Considerato che in questi mesi il risparmio privato italiano è salito a 1.680 miliardi perché è indispensabile il ricorso al Mes e al Recovery fund? Non si può agire attraverso l’emissione di titoli di Stato?

«Il problema non cambia. Se non abbiamo progetti convincenti, capacità di spesa, e uno Stato efficiente nel realizzare i progetti, i risparmiatori italiani saranno ancora più diffidenti di Bruxelles».

Le rinascite sono anche frutto del lavoro delle élite come mostra la storia di Amedeo Giannini, italiano fondatore della Bank of Italy poi divenuta Bank of America, fondamentale durante la Grande depressione. Le élite di oggi sono all’altezza del compito che la pandemia impone?

«Le élite economiche in questa crisi si arricchiscono e distanziano gli altri: penso agli azionisti di Amazon, Apple, Microsoft, ai giganti della finanza di Wall Street. Molte élite hanno perso i contatti con un mondo del lavoro che soffre. L’Italia ha un problema specifico: l’élite pubblica, l’alta dirigenza dello Stato, è tra le più scadenti d’Occidente».

Perché la sinistra mondiale che per decenni ha contestato le ambizioni di superpotenza dell’America ora ne critica l’autoriduzione nei propri confini accusandola di isolazionismo?

«C’è sempre stata una vena antiamericana, per cui lo Zio Sam sbaglia a priori: quando s’impiccia degli affari degli altri, o quando si fa i propri».

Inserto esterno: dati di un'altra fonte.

use std::sync::Arc;
use std::time::Duration;

use anyhow::{anyhow, Result};
use axum::async_trait;
use reqwest::Client;
use tokio::task::JoinHandle;
use tracing::{debug, info, warn};

use crate::store::MeetingStore;

/// Call-control collaborator: issues the tenant-scoped "leave call"
/// command. Retry policy belongs to the implementation, not this crate.
#[async_trait]
pub trait CallControl: Send + Sync {
    async fn leave_call(&self, tenant_id: &str, call_id: &str) -> Result<()>;
}

/// Best-effort after-meeting signal to a user, typically the organizer.
#[async_trait]
pub trait AfterMeetingNotifier: Send + Sync {
    async fn notify(&self, user_id: &str, meeting_id: &str) -> Result<()>;
}

/// Leaves calls by deleting the call resource on the graph endpoint.
pub struct GraphCallControl {
    client: Client,
    base_url: String,
    token: Option<String>,
}

impl GraphCallControl {
    pub fn new(client: Client, base_url: String, token: Option<String>) -> Self {
        Self {
            client,
            base_url,
            token,
        }
    }
}

#[async_trait]
impl CallControl for GraphCallControl {
    async fn leave_call(&self, tenant_id: &str, call_id: &str) -> Result<()> {
        let url = format!(
            "{}/communications/calls/{}",
            self.base_url.trim_end_matches('/'),
            call_id
        );
        let mut request = self.client.delete(&url);
        if let Some(token) = &self.token {
            request = request.bearer_auth(token);
        }
        let response = request.send().await?;
        if !response.status().is_success() {
            return Err(anyhow!("leave call failed: status {}", response.status()));
        }
        info!(%call_id, %tenant_id, "left call");
        Ok(())
    }
}

/// Posts the after-meeting signal to a configured callback endpoint. With
/// no endpoint configured the signal is log-only.
pub struct WebhookNotifier {
    client: Client,
    url: Option<String>,
}

impl WebhookNotifier {
    pub fn new(client: Client, url: Option<String>) -> Self {
        Self { client, url }
    }
}

#[async_trait]
impl AfterMeetingNotifier for WebhookNotifier {
    async fn notify(&self, user_id: &str, meeting_id: &str) -> Result<()> {
        let Some(url) = &self.url else {
            debug!(%user_id, %meeting_id, "no after-meeting endpoint configured");
            return Ok(());
        };
        let response = self
            .client
            .post(url)
            .json(&serde_json::json!({ "userId": user_id, "meetingId": meeting_id }))
            .send()
            .await?;
        if !response.status().is_success() {
            return Err(anyhow!(
                "after-meeting signal failed: status {}",
                response.status()
            ));
        }
        Ok(())
    }
}

/// Debounced auto-leave: when the bot is detected alone, wait out the
/// delay and issue the leave command only if the meeting is still down to
/// one participant. A rejoin during the window aborts the leave.
#[derive(Clone)]
pub struct AutoLeaveScheduler {
    store: MeetingStore,
    call_control: Arc<dyn CallControl>,
    delay: Duration,
}

impl AutoLeaveScheduler {
    pub fn new(store: MeetingStore, call_control: Arc<dyn CallControl>, delay: Duration) -> Self {
        Self {
            store,
            call_control,
            delay,
        }
    }

    pub fn schedule(&self, call_id: String, tenant_id: String) -> JoinHandle<()> {
        let store = self.store.clone();
        let call_control = self.call_control.clone();
        let delay = self.delay;
        info!(%call_id, delay_secs = delay.as_secs(), "bot alone in meeting; scheduling leave check");

        tokio::spawn(async move {
            tokio::time::sleep(delay).await;

            let still_alone = store
                .get_by_call_id(&call_id)
                .map(|m| m.active_participants == 1)
                .unwrap_or(false);
            if !still_alone {
                info!(%call_id, "aborting auto-leave");
                return;
            }

            if let Err(err) = call_control.leave_call(&tenant_id, &call_id).await {
                warn!(%call_id, error = %err, "unable to leave call");
            }
        })
    }
}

Crede che Joe Biden riporterà gli Stati uniti a un diverso interventismo internazionale, magari puntando sull’industria bellica?

«Con Biden ha vinto l’establishment, comprese le correnti più tradizionali delle forze armate e della diplomazia americana, affezionate a un ruolo globale. Però Biden deve pensare a uscire dalla pandemia e ad aiutare i disoccupati; la politica estera non sarà la sua priorità. Nel 2021 l’America affronterà un mondo nuovo, con una Cina più forte. Se qualche tensione può creare le premesse di una nuova guerra, la situerei nel Mare della Cina meridionale, nei dintorni di Taiwan».